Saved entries

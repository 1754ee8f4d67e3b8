//! Change-only event sending to named children

use std::sync::{Arc, Weak};

use tracing::warn;

use super::{Component, ComponentBase, EventToken};
use crate::value::Value;

/// Per-call-site cache used by [`ComponentBase::send`].
///
/// Holds the resolved target and the last value sent through this slot.
#[derive(Default)]
pub struct SendData {
    target: Option<Weak<dyn Component>>,
    past: Option<Value>,
}

impl SendData {
    pub fn new() -> Self {
        Self::default()
    }

    /// Forget the cached target and value; the next send always goes out.
    pub fn clear(&mut self) {
        self.target = None;
        self.past = None;
    }

    pub fn past_value(&self) -> Option<&Value> {
        self.past.as_ref()
    }

    /// Record `value`, returning it only if it differs from the last one.
    fn changed(&mut self, value: Value) -> Option<Value> {
        if self.past.as_ref() == Some(&value) {
            return None;
        }
        self.past = Some(value.clone());
        Some(value)
    }

    fn target(&mut self, from: &ComponentBase, id: &str) -> Option<Arc<dyn Component>> {
        if let Some(target) = self.target.as_ref().and_then(Weak::upgrade) {
            return Some(target);
        }
        let found = from.find_by_name(id)?.component().clone();
        self.target = Some(Arc::downgrade(&found));
        Some(found)
    }
}

/// Expand a numbered name pattern: `{}` is replaced by `index`, otherwise the
/// index is appended.
pub fn numbered_name(pattern: &str, index: usize) -> String {
    if pattern.contains("{}") {
        pattern.replacen("{}", &index.to_string(), 1)
    } else {
        format!("{}{}", pattern, index)
    }
}

impl ComponentBase {
    /// Send `event` with `value` to the child named `id`, but only when the
    /// value differs from the last one sent through `data`.
    pub fn send(
        &self,
        id: &str,
        event: EventToken,
        value: impl Into<Value>,
        data: &mut SendData,
    ) -> bool {
        let Some(value) = data.changed(value.into()) else {
            return false;
        };
        match data.target(self, id) {
            Some(target) => target.event(event, Some(&value)),
            None => false,
        }
    }

    /// Send one value per child; child names come from `pattern` numbered
    /// from 1, each paired with its own cache slot.
    pub fn send_array<V>(
        &self,
        pattern: &str,
        event: EventToken,
        values: &[V],
        data: &mut [SendData],
    ) -> bool
    where
        V: Clone + Into<Value>,
    {
        if values.len() != data.len() {
            warn!(
                "[send_array] '{}': {} values for {} cache slots; extra entries are skipped",
                pattern,
                values.len(),
                data.len()
            );
        }
        let mut used = false;
        for (i, (value, slot)) in values.iter().zip(data.iter_mut()).enumerate() {
            let id = numbered_name(pattern, i + 1);
            used |= self.send(&id, event, value.clone(), slot);
        }
        used
    }
}
//! Message severity types and per-object filter masks

use std::ops::{BitAnd, BitOr, BitOrAssign};
use std::sync::atomic::{AtomicU16, Ordering};

/// Bit set of message types.
#[derive(Debug, Clone, Copy, PartialEq, Eq, Hash, Default)]
pub struct MessageType(u16);

impl MessageType {
    pub const NONE: MessageType = MessageType(0x0000);
    pub const ERROR: MessageType = MessageType(0x0001);
    pub const WARNING: MessageType = MessageType(0x0002);
    pub const INFO: MessageType = MessageType(0x0004);
    pub const DEBUG: MessageType = MessageType(0x0008);
    pub const DATA: MessageType = MessageType(0x0010);
    /// User-defined message types occupy the upper byte
    pub const USER: MessageType = MessageType(0xFF00);

    pub const fn from_bits(bits: u16) -> Self {
        Self(bits)
    }

    pub const fn bits(self) -> u16 {
        self.0
    }

    pub const fn contains(self, other: MessageType) -> bool {
        self.0 & other.0 == other.0
    }

    pub const fn intersects(self, other: MessageType) -> bool {
        self.0 & other.0 != 0
    }

    pub const fn is_empty(self) -> bool {
        self.0 == 0
    }

    /// Parse a message type name as used in configuration documents.
    pub fn from_name(name: &str) -> Option<Self> {
        match name.to_ascii_lowercase().as_str() {
            "error" => Some(Self::ERROR),
            "warning" => Some(Self::WARNING),
            "info" => Some(Self::INFO),
            "debug" => Some(Self::DEBUG),
            "data" => Some(Self::DATA),
            "user" => Some(Self::USER),
            _ => None,
        }
    }
}

impl BitOr for MessageType {
    type Output = MessageType;

    fn bitor(self, rhs: Self) -> Self {
        MessageType(self.0 | rhs.0)
    }
}

impl BitOrAssign for MessageType {
    fn bitor_assign(&mut self, rhs: Self) {
        self.0 |= rhs.0;
    }
}

impl BitAnd for MessageType {
    type Output = MessageType;

    fn bitand(self, rhs: Self) -> Self {
        MessageType(self.0 & rhs.0)
    }
}

// ─────────────────────────────────────────────────────────────────────────────
// Filter Masks
// ─────────────────────────────────────────────────────────────────────────────

/// Paired enable/disable masks.
///
/// The two masks never share a bit, and the error bit can be neither
/// disabled nor reported as disabled.
#[derive(Debug)]
pub struct MessageFilter {
    enabled: AtomicU16,
    disabled: AtomicU16,
}

impl MessageFilter {
    pub fn new() -> Self {
        Self {
            enabled: AtomicU16::new((MessageType::ERROR | MessageType::WARNING).bits()),
            disabled: AtomicU16::new(MessageType::NONE.bits()),
        }
    }

    pub fn enabled(&self) -> MessageType {
        MessageType(self.enabled.load(Ordering::Relaxed))
    }

    pub fn disabled(&self) -> MessageType {
        MessageType(self.disabled.load(Ordering::Relaxed))
    }

    /// Error messages are always enabled; otherwise any requested bit in the
    /// enabled mask counts.
    pub fn is_enabled(&self, kind: MessageType) -> bool {
        kind.intersects(MessageType::ERROR) || self.enabled().intersects(kind)
    }

    pub fn is_disabled(&self, kind: MessageType) -> bool {
        let kind = MessageType(kind.0 & !MessageType::ERROR.0);
        self.disabled().intersects(kind)
    }

    /// True if none of `kind`'s bits were explicitly enabled or disabled.
    pub fn is_untouched(&self, kind: MessageType) -> bool {
        !(self.enabled() | self.disabled()).intersects(kind)
    }

    pub fn enable(&self, kind: MessageType) {
        self.enabled.fetch_or(kind.0, Ordering::Relaxed);
        self.disabled.fetch_and(!kind.0, Ordering::Relaxed);
    }

    pub fn disable(&self, kind: MessageType) {
        let kind = kind.0 & !MessageType::ERROR.0;
        self.disabled.fetch_or(kind, Ordering::Relaxed);
        self.enabled.fetch_and(!kind, Ordering::Relaxed);
    }

    /// Copy both masks from another filter.
    pub fn copy_from(&self, other: &MessageFilter) {
        self.enabled.store(other.enabled().bits(), Ordering::Relaxed);
        self.disabled.store(other.disabled().bits(), Ordering::Relaxed);
    }
}

impl Default for MessageFilter {
    fn default() -> Self {
        Self::new()
    }
}

impl Clone for MessageFilter {
    fn clone(&self) -> Self {
        let filter = Self::new();
        filter.copy_from(self);
        filter
    }
}
//! Shared result cache.
//!
//! The one mutable structure shared between executors. Entries are keyed
//! by query shape plus parameters and expire after an optional TTL.

use relmodel_core::Row;
use std::collections::HashMap;
use std::sync::{Arc, PoisonError, RwLock};
use std::time::{Duration, Instant};

#[derive(Debug)]
struct CacheEntry {
    rows: Arc<Vec<Row>>,
    stored_at: Instant,
}

/// Thread-safe cache of query results.
#[derive(Debug, Default)]
pub struct ResultCache {
    entries: RwLock<HashMap<String, CacheEntry>>,
    ttl: Option<Duration>,
}

impl ResultCache {
    /// A cache whose entries live for `ttl`, or until invalidated.
    pub fn new(ttl: Option<Duration>) -> Self {
        Self {
            entries: RwLock::new(HashMap::new()),
            ttl,
        }
    }

    pub fn ttl(&self) -> Option<Duration> {
        self.ttl
    }

    /// Cached rows for `key`, if present and fresh.
    pub fn get(&self, key: &str) -> Option<Arc<Vec<Row>>> {
        let entries = self.entries.read().unwrap_or_else(PoisonError::into_inner);
        let entry = entries.get(key)?;
        if self.is_expired(entry) {
            return None;
        }
        Some(Arc::clone(&entry.rows))
    }

    /// Store rows under `key`, replacing any previous entry.
    pub fn insert(&self, key: impl Into<String>, rows: Vec<Row>) -> Arc<Vec<Row>> {
        let rows = Arc::new(rows);
        let mut entries = self.entries.write().unwrap_or_else(PoisonError::into_inner);
        if self.ttl.is_some() {
            entries.retain(|_, e| !self.is_expired(e));
        }
        entries.insert(
            key.into(),
            CacheEntry {
                rows: Arc::clone(&rows),
                stored_at: Instant::now(),
            },
        );
        rows
    }

    pub fn invalidate(&self, key: &str) {
        self.entries
            .write()
            .unwrap_or_else(PoisonError::into_inner)
            .remove(key);
    }

    pub fn invalidate_all(&self) {
        let mut entries = self.entries.write().unwrap_or_else(PoisonError::into_inner);
        let dropped = entries.len();
        entries.clear();
        tracing::debug!(dropped, "Result cache cleared");
    }

    pub fn len(&self) -> usize {
        self.entries.read().unwrap_or_else(PoisonError::into_inner).len()
    }

    pub fn is_empty(&self) -> bool {
        self.len() == 0
    }

    fn is_expired(&self, entry: &CacheEntry) -> bool {
        self.ttl.is_some_and(|ttl| entry.stored_at.elapsed() >= ttl)
    }
}
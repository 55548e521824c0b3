//! The entity value store.
//!
//! [`EntityValues`] maps field names to values for one logical row of one
//! entity. A field that was never set is *undefined*, which is distinct
//! from being NULL.
//!
//! Typed assignment, resets and checks never raise data faults. Failed
//! coercions and checks are recorded in the store's [`ValidationLog`].

use crate::db::Db;
use crate::executor::Executor;
use crate::hooks::FieldHooks;
use chrono::{Datelike, Local};
use rand::Rng;
use rand::distributions::Alphanumeric;
use regex::Regex;
use relmodel_core::{Error, FieldType, FromValue, Result, Row, ValidationErrorKind, ValidationLog, Value};
use relmodel_schema::{CheckKind, Field, Model, ResetKind};
use relmodel_schema::field::is_enabled;
use serde_json::Value as Json;
use std::collections::BTreeMap;
use std::fmt;
use std::sync::{Arc, OnceLock};
use uuid::Uuid;

static NULL: Value = Value::Null;

fn whitespace_regex() -> &'static Regex {
    static RE: OnceLock<Regex> = OnceLock::new();
    RE.get_or_init(|| Regex::new(r"\s+").unwrap_or_else(|e| unreachable!("whitespace pattern is valid: {e}")))
}

fn collapse_whitespace(s: &str) -> String {
    whitespace_regex().replace_all(s, " ").into_owned()
}

/// One entry of a [`EntityValues::compare`] result.
#[derive(Debug, Clone, PartialEq)]
pub enum Change {
    /// The other store's differing value.
    Value(Value),
    /// Defined here but not in the other store.
    Undefined,
}

/// Options for [`EntityValues::compare`].
#[derive(Debug, Clone, PartialEq)]
pub struct CompareOptions {
    pub ignore_fields: Vec<String>,
    /// Skip fields that are null, empty or missing in the other store.
    pub ignore_null: bool,
    /// Skip fields missing on either side.
    pub ignore_non_existent: bool,
    /// Compare only these fields.
    pub fields: Option<Vec<String>>,
}

impl Default for CompareOptions {
    fn default() -> Self {
        Self {
            ignore_fields: Vec::new(),
            ignore_null: true,
            ignore_non_existent: true,
            fields: None,
        }
    }
}

impl CompareOptions {
    pub fn ignore(mut self, field: impl Into<String>) -> Self {
        self.ignore_fields.push(field.into());
        self
    }

    pub fn ignore_null(mut self, ignore: bool) -> Self {
        self.ignore_null = ignore;
        self
    }

    pub fn ignore_non_existent(mut self, ignore: bool) -> Self {
        self.ignore_non_existent = ignore;
        self
    }

    pub fn only<I, S>(mut self, fields: I) -> Self
    where
        I: IntoIterator<Item = S>,
        S: Into<String>,
    {
        self.fields = Some(fields.into_iter().map(Into::into).collect());
        self
    }

    fn includes(&self, field: &str) -> bool {
        !self.ignore_fields.iter().any(|f| f == field)
            && self.fields.as_ref().is_none_or(|only| only.iter().any(|f| f == field))
    }
}

/// Field values of one row of an entity.
#[derive(Debug, Clone)]
pub struct EntityValues {
    model: Arc<Model>,
    entity: String,
    values: BTreeMap<String, Value>,
    log: ValidationLog,
    hooks: Arc<FieldHooks>,
    db: Option<Db>,
}
//! Semantic field types and the vendor type table.
//!
//! Vendor column types are mapped to a [`FieldType`] through [`TYPE_RULES`].
//! The mapping is total: a data type missing from the table is carried as
//! [`FieldType::Other`] with its raw name.

use serde::{Deserialize, Serialize};
use std::fmt;

/// Semantic type of a field.
#[derive(Debug, Clone, PartialEq, Eq, Hash, Serialize, Deserialize)]
#[serde(from = "String", into = "String")]
pub enum FieldType {
    String,
    Decimal,
    Bool,
    Byte,
    Short,
    UShort,
    Int,
    UInt,
    Long,
    ULong,
    Float,
    Double,
    DateTime,
    Guid,
    Bytes,
    /// Opaque values that are never coerced.
    Object,
    /// Unrecognized vendor type, kept verbatim.
    Other(String),
}

impl FieldType {
    /// Stable textual name, used in snapshots and `type` checks.
    pub fn as_str(&self) -> &str {
        match self {
            FieldType::String => "string",
            FieldType::Decimal => "decimal",
            FieldType::Bool => "bool",
            FieldType::Byte => "byte",
            FieldType::Short => "short",
            FieldType::UShort => "ushort",
            FieldType::Int => "int",
            FieldType::UInt => "uint",
            FieldType::Long => "long",
            FieldType::ULong => "ulong",
            FieldType::Float => "float",
            FieldType::Double => "double",
            FieldType::DateTime => "datetime",
            FieldType::Guid => "guid",
            FieldType::Bytes => "bytes",
            FieldType::Object => "object",
            FieldType::Other(raw) => raw,
        }
    }

    /// Parse a semantic type name. Unknown names become [`FieldType::Other`].
    pub fn parse(name: &str) -> Self {
        match name.to_ascii_lowercase().as_str() {
            "string" => FieldType::String,
            "decimal" => FieldType::Decimal,
            "bool" => FieldType::Bool,
            "byte" => FieldType::Byte,
            "short" => FieldType::Short,
            "ushort" => FieldType::UShort,
            "int" => FieldType::Int,
            "uint" => FieldType::UInt,
            "long" => FieldType::Long,
            "ulong" => FieldType::ULong,
            "float" => FieldType::Float,
            "double" => FieldType::Double,
            "datetime" => FieldType::DateTime,
            "guid" => FieldType::Guid,
            "bytes" => FieldType::Bytes,
            "object" => FieldType::Object,
            _ => FieldType::Other(name.to_string()),
        }
    }

    /// Integer family, including `byte`.
    pub fn is_integer(&self) -> bool {
        matches!(
            self,
            FieldType::Byte
                | FieldType::Short
                | FieldType::UShort
                | FieldType::Int
                | FieldType::UInt
                | FieldType::Long
                | FieldType::ULong
        )
    }

    /// Any numeric type.
    pub fn is_numeric(&self) -> bool {
        self.is_integer()
            || matches!(
                self,
                FieldType::Decimal | FieldType::Float | FieldType::Double
            )
    }

    /// Map a vendor column type to its semantic type.
    ///
    /// `max_length` is the character or byte length reported by the schema,
    /// `unsigned` the MySQL unsigned flag.
    pub fn from_sql(data_type: &str, max_length: Option<u64>, unsigned: bool) -> Self {
        let lower = data_type.to_ascii_lowercase();
        let rule = TYPE_RULES
            .iter()
            .find(|(names, _)| names.contains(&lower.as_str()))
            .map(|(_, rule)| rule);

        match rule {
            Some(TypeRule::Fixed(ty)) => ty.to_owned_type(),
            Some(TypeRule::ByLength { one, other }) => {
                if max_length == Some(1) {
                    one.to_owned_type()
                } else {
                    other.to_owned_type()
                }
            }
            Some(TypeRule::BySign { signed, unsigned: u }) => {
                if unsigned {
                    u.to_owned_type()
                } else {
                    signed.to_owned_type()
                }
            }
            None => FieldType::Other(data_type.to_string()),
        }
    }
}

impl fmt::Display for FieldType {
    fn fmt(&self, f: &mut fmt::Formatter<'_>) -> fmt::Result {
        f.write_str(self.as_str())
    }
}

impl From<String> for FieldType {
    fn from(value: String) -> Self {
        FieldType::parse(&value)
    }
}

impl From<FieldType> for String {
    fn from(value: FieldType) -> Self {
        value.as_str().to_string()
    }
}

// ============================================================================
// Vendor type table
// ============================================================================

/// Const-friendly mirror of the non-`Other` [`FieldType`] variants.
#[derive(Debug, Clone, Copy)]
pub enum Sem {
    String,
    Decimal,
    Bool,
    Byte,
    Short,
    UShort,
    Int,
    UInt,
    Long,
    ULong,
    Float,
    Double,
    DateTime,
    Guid,
    Bytes,
    Object,
}

impl Sem {
    fn to_owned_type(self) -> FieldType {
        match self {
            Sem::String => FieldType::String,
            Sem::Decimal => FieldType::Decimal,
            Sem::Bool => FieldType::Bool,
            Sem::Byte => FieldType::Byte,
            Sem::Short => FieldType::Short,
            Sem::UShort => FieldType::UShort,
            Sem::Int => FieldType::Int,
            Sem::UInt => FieldType::UInt,
            Sem::Long => FieldType::Long,
            Sem::ULong => FieldType::ULong,
            Sem::Float => FieldType::Float,
            Sem::Double => FieldType::Double,
            Sem::DateTime => FieldType::DateTime,
            Sem::Guid => FieldType::Guid,
            Sem::Bytes => FieldType::Bytes,
            Sem::Object => FieldType::Object,
        }
    }
}

/// How a group of vendor types resolves.
#[derive(Debug, Clone, Copy)]
pub enum TypeRule {
    Fixed(Sem),
    /// Length 1 selects `one`.
    ByLength { one: Sem, other: Sem },
    /// MySQL unsigned flag selects `unsigned`.
    BySign { signed: Sem, unsigned: Sem },
}

/// Vendor data types (lowercase) and the rule that maps them.
pub const TYPE_RULES: &[(&[&str], TypeRule)] = &[
    (
        &["varbinary", "binary"],
        TypeRule::ByLength {
            one: Sem::Byte,
            other: Sem::Bytes,
        },
    ),
    (
        &["image", "rowversion", "blob", "longblob", "mediumblob", "tinyblob"],
        TypeRule::Fixed(Sem::Bytes),
    ),
    (
        &["money", "smallmoney", "numeric", "decimal"],
        TypeRule::Fixed(Sem::Decimal),
    ),
    (
        &[
            "varchar", "char", "nchar", "nvarchar", "text", "ntext", "mediumtext",
            "tinytext", "longtext", "enum", "set",
        ],
        TypeRule::Fixed(Sem::String),
    ),
    (&["real"], TypeRule::Fixed(Sem::Float)),
    (&["float", "double"], TypeRule::Fixed(Sem::Double)),
    (&["bit"], TypeRule::Fixed(Sem::Bool)),
    (
        &["datetime", "datetime2", "smalldatetime", "timestamp", "date", "time"],
        TypeRule::Fixed(Sem::DateTime),
    ),
    (
        &["smallint", "year"],
        TypeRule::BySign {
            signed: Sem::Short,
            unsigned: Sem::UShort,
        },
    ),
    (
        &["int", "mediumint"],
        TypeRule::BySign {
            signed: Sem::Int,
            unsigned: Sem::UInt,
        },
    ),
    (
        &["tinyint"],
        TypeRule::ByLength {
            one: Sem::Bool,
            other: Sem::Byte,
        },
    ),
    (
        &["bigint"],
        TypeRule::BySign {
            signed: Sem::Long,
            unsigned: Sem::ULong,
        },
    ),
    (&["uniqueidentifier"], TypeRule::Fixed(Sem::Guid)),
    (
        &["sql_variant", "table", "cursor", "xml"],
        TypeRule::Fixed(Sem::Object),
    ),
];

▸ Directions for this task:
Only the lines above starting at the one containing "#[derive(Debug, Clone)]" and ending at the one containing "is carried as", both included, are to be returned, exactly as they read.

▸ Result:
#[derive(Debug, Clone)]
pub struct EntityValues {
    model: Arc<Model>,
    entity: String,
    values: BTreeMap<String, Value>,
    log: ValidationLog,
    hooks: Arc<FieldHooks>,
    db: Option<Db>,
}
//! Semantic field types and the vendor type table.
//!
//! Vendor column types are mapped to a [`FieldType`] through [`TYPE_RULES`].
//! The mapping is total: a data type missing from the table is carried as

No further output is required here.